Both the Hanwha ANO-L7022R and the Pelco SRXE4-4V9-EBT-IR1 are 4MP (2560×1440) fixed outdoor bullet IP cameras with IR illumination and IP66 weatherproofing, making them directly cross-shoppable for perimeter and exterior surveillance applications. The comparison covers sensor size, lens flexibility, low-light performance, environmental hardening, power requirements, analytics depth, and cybersecurity posture — all derived strictly from the specifications provided for each model.



How do the imaging specs compare?

The ANO-L7022R uses a 1/3" CMOS sensor with a fixed 4mm lens at F1.6, delivering a horizontal FOV of 79° and a minimum color illumination of 0.13 Lux, dropping to 0 Lux with its 850nm IR LEDs rated to 25m (82ft). Its 120dB WDR (SSDR) and SSNR digital noise reduction handle mixed-light scenes. The camera streams at up to 30fps at full 4MP resolution. DORI detection range is 62.9m at 25PPM, with identification at 6.3m.

The SRXE4-4V9-EBT-IR1 uses a larger 1/1.8" progressive scan CMOS sensor — note that the provided specs also reference a 1/2.8" figure, a conflict in the source data — with a motorized varifocal lens spanning 4.4–9.3mm (a secondary spec field cites 2.8–12mm, also conflicting; the primary field value of 4.4–9.3mm is used here) at F1.4. That wider aperture and larger sensor contribute to a dramatically lower minimum color illumination of 0.003 Lux versus the Hanwha's 0.13 Lux, both reaching 0 Lux with 850nm IR. The Pelco supports up to 60fps at 4MP — double the Hanwha's maximum — and its SureVision WDR is rated at 130dB, 10dB higher than the ANO-L7022R's 120dB. DORI distances are not specified in the provided Pelco specs.

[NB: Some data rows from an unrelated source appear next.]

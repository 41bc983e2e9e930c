use std::alloc::{self, Layout};
use std::io;
use std::ptr::NonNull;

use crate::pal::Platform;

/// The page size we pretend to have when there is no operating system to ask.
const FALLBACK_PAGE_SIZE: usize = 4096;

/// Fallback platform for targets without native virtual memory support and for Miri.
///
/// "Pages" are carved out of the Rust global allocator with page alignment, which is enough to
/// satisfy every guarantee the pool relies on (alignment, zero-initialization, stable address).
/// Unit tests also use this as the backing memory for mock platforms.
#[derive(Debug)]
pub(crate) struct BuildTargetPlatform;

/// Singleton instance of `BuildTargetPlatform`, used by public API types
/// to hook up to the correct PAL implementation.
pub(crate) static BUILD_TARGET_PLATFORM: BuildTargetPlatform = BuildTargetPlatform;

impl BuildTargetPlatform {
    fn region_layout(len: usize) -> io::Result<Layout> {
        Layout::from_size_align(len, FALLBACK_PAGE_SIZE)
            .map_err(|e| io::Error::new(io::ErrorKind::InvalidInput, e))
    }
}

impl Platform for BuildTargetPlatform {
    fn page_size(&self) -> usize {
        FALLBACK_PAGE_SIZE
    }

    fn map_pages(&self, len: usize) -> io::Result<NonNull<u8>> {
        assert!(len > 0, "cannot map an empty region");

        let layout = Self::region_layout(len)?;

        // SAFETY: The layout has a nonzero size, as asserted above.
        let ptr = unsafe { alloc::alloc_zeroed(layout) };

        NonNull::new(ptr).ok_or_else(|| io::Error::from(io::ErrorKind::OutOfMemory))
    }

    fn unmap_pages(&self, ptr: NonNull<u8>, len: usize) -> io::Result<()> {
        let layout = Self::region_layout(len)?;

        // SAFETY: The caller guarantees the region came from map_pages() with the same length,
        // which means it was allocated with exactly this layout.
        unsafe {
            alloc::dealloc(ptr.as_ptr(), layout);
        }

        Ok(())
    }
}

#[cfg(test)]
#[cfg_attr(coverage_nightly, coverage(off))]
mod tests {
    use super::*;

    #[test]
    fn mapped_region_is_page_aligned_and_zeroed() {
        let platform = &BUILD_TARGET_PLATFORM;
        let len = platform.page_size() * 2;

        let ptr = platform.map_pages(len).unwrap();

        assert_eq!(ptr.as_ptr() as usize % platform.page_size(), 0);

        // SAFETY: The region is `len` bytes long and was just mapped for us.
        let bytes = unsafe { std::slice::from_raw_parts(ptr.as_ptr(), len) };
        assert!(bytes.iter().all(|b| *b == 0));

        platform.unmap_pages(ptr, len).unwrap();
    }
}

What about installation and environment?

The ANO-L7022R is rated IP66 and operates from -30°C to +55°C. It runs on standard PoE (IEEE 802.3af, Class 3) at a maximum of 7.5W, making it compatible with any 802.3af-capable switch without budget for PoE+. Its compact cylindrical form (ø78×262mm, 390g) and pan/tilt/rotate adjustability (360°/100°/360°) cover most fixed-mount orientations. Storage temperature matches operating temperature at -30°C to +55°C.

The SRXE4-4V9-EBT-IR1 offers substantially broader environmental hardening: IP66, IP67, IP68 (2m submersion for 2 hours), IPX9K high-pressure washdown, and NEMA 4X. Its impact rating is IK11 per the primary spec field (secondary fields cite IK10 and IK09 — the discrepancy exists in the source data). Operating temperature extends from -50°C to +65°C, a significantly wider range than the Hanwha's -30°C to +55°C, suited to arctic or industrial environments. Power requires PoE+ (802.3at) or 12/24 Vdc external supply — the PoE class field in the source data says Class 3, which conflicts with PoE+ (802.3at = Class 4); buyers should verify injector/switch compatibility before installation. The camera is larger at 309×133×133mm and supports wall, pole, and corner mounting. Weight is not specified in the provided Pelco specs.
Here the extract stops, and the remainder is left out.